Here’s something you might not know about us: we spent our college years majoring in government, specifically American government with a focus on political behavior. Although we are doing exactly nothing with that degree (we also minored in theatre!), we are still something of a political junkie. (On Friday, in the wake of the Iowa caucuses, we sent at least three instant messages to friends reading “EXIT POLLS!!! OMG!!!!!!!!!!!!!!”) We’re tickled pink that the actual primaries (as opposed to the invisible primaries) have finally started and we’re very much looking forward to our opportunity to vote next month.
In our time here at MenuPages, we’ve become increasingly aware of the political issues surrounding what we eat (see: our coverage of the Farm Bill), so we were quite excited when we saw Serious Eats link to a rundown of the candidates’ policies on food issues. We thought the rundown on Food Democracy was great, but we were a bit skeptical that John Edwards was really the only candidate who had actually outlined a policy on food. A little sleuthing on the candidates’ websites revealed that while Edwards was the only candidate to title his food policy section “Food Safety”, the bulk of the candidates have some information about their food policies online. In the interest of better informing you, dear reader (and you are voting, dear reader, right? RIGHT?), here is a handy list of what we know about the candidates’ views on food. We’ll list the Democrats now and the Republicans this afternoon.
•Hillary Clinton’s website reveals nothing about her beliefs on food policy or, for that matter, agriculture, which seems an odd choice for someone who just campaigned in Iowa and has races in New Hampshire and South Carolina coming right up.

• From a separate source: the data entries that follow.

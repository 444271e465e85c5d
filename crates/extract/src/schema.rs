use serde::{Deserialize, Serialize};
use std::collections::BTreeMap;
use std::fmt;

use crate::error::ReferentialIntegrityError;

pub type Properties = BTreeMap<String, String>;

#[derive(Debug, Clone, PartialEq, Eq, Serialize, Deserialize)]
pub struct Node {
    pub id: String,
    pub label: String,
    #[serde(default)]
    pub properties: Properties,
}

impl Node {
    pub fn new(id: impl Into<String>, label: impl Into<String>) -> Self {
        let id = id.into();
        let mut properties = Properties::new();
        properties.insert("name".to_string(), id.clone());
        Self {
            id,
            label: label.into(),
            properties,
        }
    }

    pub fn name(&self) -> &str {
        self.properties
            .get("name")
            .map(String::as_str)
            .unwrap_or(&self.id)
    }
}

#[derive(Debug, Clone, PartialEq, Eq, Serialize, Deserialize)]
pub struct Relationship {
    #[serde(rename = "type")]
    pub rel_type: String,
    pub start_node_id: String,
    pub end_node_id: String,
    #[serde(default)]
    pub properties: Properties,
}

impl Relationship {
    pub fn new(
        start_node_id: impl Into<String>,
        rel_type: impl Into<String>,
        end_node_id: impl Into<String>,
    ) -> Self {
        Self {
            rel_type: rel_type.into(),
            start_node_id: start_node_id.into(),
            end_node_id: end_node_id.into(),
            properties: Properties::new(),
        }
    }

    /// Identity used when merging relationships in a graph store.
    pub fn key(&self) -> (&str, &str, &str) {
        (&self.start_node_id, &self.rel_type, &self.end_node_id)
    }
}

#[derive(Debug, Clone, Default, PartialEq, Eq, Serialize, Deserialize)]
pub struct ExtractionResult {
    pub nodes: Vec<Node>,
    pub relationships: Vec<Relationship>,
}

impl ExtractionResult {
    pub fn is_empty(&self) -> bool {
        self.nodes.is_empty() && self.relationships.is_empty()
    }
}

#[derive(Debug, Clone, PartialEq, Eq, Serialize, Deserialize)]
#[serde(tag = "kind", rename_all = "snake_case")]
pub enum DropReason {
    UnknownLabel { label: String },
    UnknownRelationshipType { rel_type: String },
    DuplicateNode,
    DuplicateRelationship,
    DanglingReference { missing_id: String },
    Malformed { detail: String },
}

impl From<ReferentialIntegrityError> for DropReason {
    fn from(err: ReferentialIntegrityError) -> Self {
        DropReason::DanglingReference {
            missing_id: err.missing_id,
        }
    }
}

impl fmt::Display for DropReason {
    fn fmt(&self, f: &mut fmt::Formatter<'_>) -> fmt::Result {
        match self {
            DropReason::UnknownLabel { label } => write!(f, "label '{}' not in vocabulary", label),
            DropReason::UnknownRelationshipType { rel_type } => {
                write!(f, "relationship type '{}' not in vocabulary", rel_type)
            }
            DropReason::DuplicateNode => write!(f, "duplicate node id"),
            DropReason::DuplicateRelationship => write!(f, "duplicate relationship"),
            DropReason::DanglingReference { missing_id } => {
                write!(f, "references unknown node id '{}'", missing_id)
            }
            DropReason::Malformed { detail } => write!(f, "malformed entry: {}", detail),
        }
    }
}

#[derive(Debug, Clone, PartialEq, Eq, Serialize, Deserialize)]
pub struct DroppedEntry {
    /// Compact rendering of what was dropped, e.g. `Lupus:Virus`.
    pub entry: String,
    pub reason: DropReason,
}

/// Everything validation threw away, so callers can count it.
#[derive(Debug, Clone, Default, PartialEq, Eq, Serialize, Deserialize)]
pub struct ValidationReport {
    pub dropped_nodes: Vec<DroppedEntry>,
    pub dropped_relationships: Vec<DroppedEntry>,
}

impl ValidationReport {
    pub fn is_clean(&self) -> bool {
        self.dropped_nodes.is_empty() && self.dropped_relationships.is_empty()
    }

    pub fn extend(&mut self, other: ValidationReport) {
        self.dropped_nodes.extend(other.dropped_nodes);
        self.dropped_relationships.extend(other.dropped_relationships);
    }
}

#[derive(Debug, Clone, PartialEq, Eq, Serialize, Deserialize)]
pub struct ExtractedChunk {
    pub chunk_id: String,
    pub doc_id: String,
    pub extraction: ExtractionResult,
    pub report: ValidationReport,
}

/// A worked example shown to the model ahead of the real input.
#[derive(Debug, Clone, PartialEq, Eq, Serialize, Deserialize)]
pub struct FewShotExample {
    pub text: String,
    pub output: ExtractionResult,
}
use std::time::Duration;
use thiserror::Error;

/// The model answered, but not with something the extraction schema accepts.
#[derive(Debug, Clone, Error, PartialEq, Eq)]
#[error("malformed extraction output: {reason}")]
pub struct ExtractionParseError {
    pub reason: String,
    /// Leading part of the offending output, for logs.
    pub excerpt: String,
}

impl ExtractionParseError {
    const EXCERPT_CHARS: usize = 200;

    pub fn new(reason: impl Into<String>, raw: &str) -> Self {
        Self {
            reason: reason.into(),
            excerpt: raw.chars().take(Self::EXCERPT_CHARS).collect(),
        }
    }
}

/// A relationship pointed at a node id that was not extracted alongside it.
#[derive(Debug, Clone, Error, PartialEq, Eq)]
#[error("relationship {rel_type} references unknown node id '{missing_id}'")]
pub struct ReferentialIntegrityError {
    pub rel_type: String,
    pub missing_id: String,
}

/// An external call exceeded its time budget.
#[derive(Debug, Clone, Copy, Error, PartialEq, Eq)]
#[error("{operation} timed out after {budget:?}")]
pub struct TimeoutError {
    pub operation: &'static str,
    pub budget: Duration,
}

#[derive(Debug, Error)]
pub enum ExtractError {
    #[error(transparent)]
    Parse(#[from] ExtractionParseError),

    #[error(transparent)]
    Timeout(#[from] TimeoutError),

    #[error("language model call failed: {0:#}")]
    Model(#[source] anyhow::Error),

    #[error("invalid vocabulary: {0}")]
    InvalidVocabulary(String),
}

impl ExtractError {
    /// Configuration problems never heal by retrying; everything coming back
    /// from the model might.
    pub fn is_retryable(&self) -> bool {
        !matches!(self, ExtractError::InvalidVocabulary(_))
    }
}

•As Food Democracy pointed out, John Edwards has the most clearly articulated food policy of all the candidates. In the words of the estimable Ed Levine: “Is Michael Pollan an Edwards advisor? That’s what it sounds like.” Indeed, Edwards seems to be hewing quite directly to Pollan’s seminal New York Times Magazine piece on the Farm Bill, calling for country-of-origin labelling, limiting farm subsidies, and expanding conservation programs.
•Did you know that Dennis Kucinich secretly has the best-organized website of anyone? It’s true! Kucinich has policies on mad cow disease (“In Congress I intend to introduce legislation that will prohibit the feeding of the remains of any mammal to any animals that humans eat.), farm policy (“Agricultural research and development institutions must be given funding priority to help family farmers make a transition to profitable and sustainable agriculture.”), genetically engineered food (“People must have a right to select foods for themselves and their families that are proven to be safe and environmentally friendly.”), and organic farming (“The organic farm produces an alternative to chemically raised foods that may well be more nutritious and is usually tastier, all while giving the organic grower a decent livelihood from farming (organic farmers usually don’t have to work off the farm to make ends meet.)”).
•Barack Obama’s food policies are somewhat hidden in his website’s section on rural issues, but he has quite a comprehensive policy that is, in many ways, quite similar to Edwards’. Like Edwards, Obama calls for country-of-origin labeling and stronger support for family farmers. Obama also has a few ideas of his own, including a proposal to encourage young people to become family farmers.
•Like Obama, Bill Richardson (it turns out he’s still in the race! Who knew?) has buried his views on food reform in another section (in this case, agriculture). His policies are not as clear as those of Edwards, Kucinich or Obama, but he does state that “I will institute tougher standards on food imports fromforeign countries, increase FDA inspections, implement Country of Origin Labeling (COOL) laws, and fight for fair trade to promote our agricultural exports.”